• **Work request**
In the entries below, count each line where "Eighth" appears. Give the total and nothing more.

=== Supplied records ===

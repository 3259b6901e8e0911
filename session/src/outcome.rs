use chess::{PlayerSide, Termination};
use serde::Serialize;

#[derive(Debug, Clone, Copy, PartialEq, Eq, Serialize)]
#[serde(rename_all = "snake_case")]
pub enum DrawReason {
    Stalemate,
    ThreefoldRepetition,
    InsufficientMaterial,
    FiftyMoveRule,
}

impl DrawReason {
    fn describe(self) -> &'static str {
        match self {
            Self::Stalemate => "in stalemate",
            Self::ThreefoldRepetition => "by threefold repetition",
            Self::InsufficientMaterial => "by insufficient material",
            Self::FiftyMoveRule => "by the fifty-move rule",
        }
    }
}

/// How the game stands. Leaves `Ongoing` once and never returns.
#[derive(Debug, Clone, Copy, Default, PartialEq, Eq, Serialize)]
#[serde(tag = "kind", rename_all = "snake_case")]
pub enum GameOutcome {
    #[default]
    Ongoing,
    Checkmate {
        winner: PlayerSide,
    },
    Draw {
        reason: DrawReason,
    },
    TimeForfeit {
        winner: PlayerSide,
    },
}

impl GameOutcome {
    pub fn is_terminal(&self) -> bool {
        !matches!(self, Self::Ongoing)
    }

    pub fn winner(&self) -> Option<PlayerSide> {
        match self {
            Self::Checkmate { winner } | Self::TimeForfeit { winner } => Some(*winner),
            Self::Ongoing | Self::Draw { .. } => None,
        }
    }

    /// Status line for the game-over banner. `None` while ongoing.
    pub fn status_text(&self) -> Option<String> {
        match self {
            Self::Ongoing => None,
            Self::Checkmate { winner } => {
                Some(format!("{} wins by checkmate", winner.display_name()))
            }
            Self::TimeForfeit { winner } => Some(format!("{} wins on time", winner.display_name())),
            Self::Draw { reason } => Some(format!("Game ended {}", reason.describe())),
        }
    }
}

impl From<Termination> for GameOutcome {
    fn from(termination: Termination) -> Self {
        match termination {
            Termination::Checkmate { winner } => Self::Checkmate { winner },
            Termination::Stalemate => Self::Draw {
                reason: DrawReason::Stalemate,
            },
            Termination::ThreefoldRepetition => Self::Draw {
                reason: DrawReason::ThreefoldRepetition,
            },
            Termination::InsufficientMaterial => Self::Draw {
                reason: DrawReason::InsufficientMaterial,
            },
            Termination::FiftyMoveRule => Self::Draw {
                reason: DrawReason::FiftyMoveRule,
            },
        }
    }
}
//! Conversions between cozy-chess coordinates and their algebraic text form.

use cozy_chess::{File, Piece, Rank, Square};

/// Parse a square string like "e4".
pub fn parse_square(s: &str) -> Option<Square> {
    let mut chars = s.trim().chars();
    let file = parse_file(chars.next()?)?;
    let rank = parse_rank(chars.next()?)?;
    if chars.next().is_some() {
        return None;
    }
    Some(Square::new(file, rank))
}

pub fn parse_file(c: char) -> Option<File> {
    match c.to_ascii_lowercase() {
        f @ 'a'..='h' => Some(File::index((f as u8 - b'a') as usize)),
        _ => None,
    }
}

pub fn parse_rank(c: char) -> Option<Rank> {
    match c {
        '1'..='8' => Some(Rank::index((c as u8 - b'1') as usize)),
        _ => None,
    }
}

pub fn format_square(square: Square) -> String {
    let mut s = String::with_capacity(2);
    s.push(file_to_char(square.file()));
    s.push(rank_to_char(square.rank()));
    s
}

pub fn file_to_char(file: File) -> char {
    match file {
        File::A => 'a',
        File::B => 'b',
        File::C => 'c',
        File::D => 'd',
        File::E => 'e',
        File::F => 'f',
        File::G => 'g',
        File::H => 'h',
    }
}

pub fn rank_to_char(rank: Rank) -> char {
    match rank {
        Rank::First => '1',
        Rank::Second => '2',
        Rank::Third => '3',
        Rank::Fourth => '4',
        Rank::Fifth => '5',
        Rank::Sixth => '6',
        Rank::Seventh => '7',
        Rank::Eighth => '8',
    }
}

/// Uppercase SAN letter for a piece. Pawns have none.
pub fn piece_letter(piece: Piece) -> Option<char> {
    match piece {
        Piece::Pawn => None,
        Piece::Knight => Some('N'),
        Piece::Bishop => Some('B'),
        Piece::Rook => Some('R'),
        Piece::Queen => Some('Q'),
        Piece::King => Some('K'),
    }
}

#[cfg(test)]
mod tests {
    use super::*;

    #[test]
    fn test_parse_square_valid() {
        let sq = parse_square("e4").unwrap();
        assert_eq!(sq.file(), File::E);
        assert_eq!(sq.rank(), Rank::Fourth);
        assert_eq!(parse_square("H8"), Some(Square::new(File::H, Rank::Eighth)));
    }

    #[test]
    fn test_parse_square_invalid() {
        assert_eq!(parse_square(""), None);
        assert_eq!(parse_square("e"), None);
        assert_eq!(parse_square("i1"), None);
        assert_eq!(parse_square("a9"), None);
        assert_eq!(parse_square("e2e4"), None);
    }

    #[test]
    fn test_format_square() {
        assert_eq!(format_square(Square::new(File::A, Rank::First)), "a1");
        assert_eq!(format_square(Square::new(File::G, Rank::Seventh)), "g7");
    }
}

===

• **Solution for this exercise**
2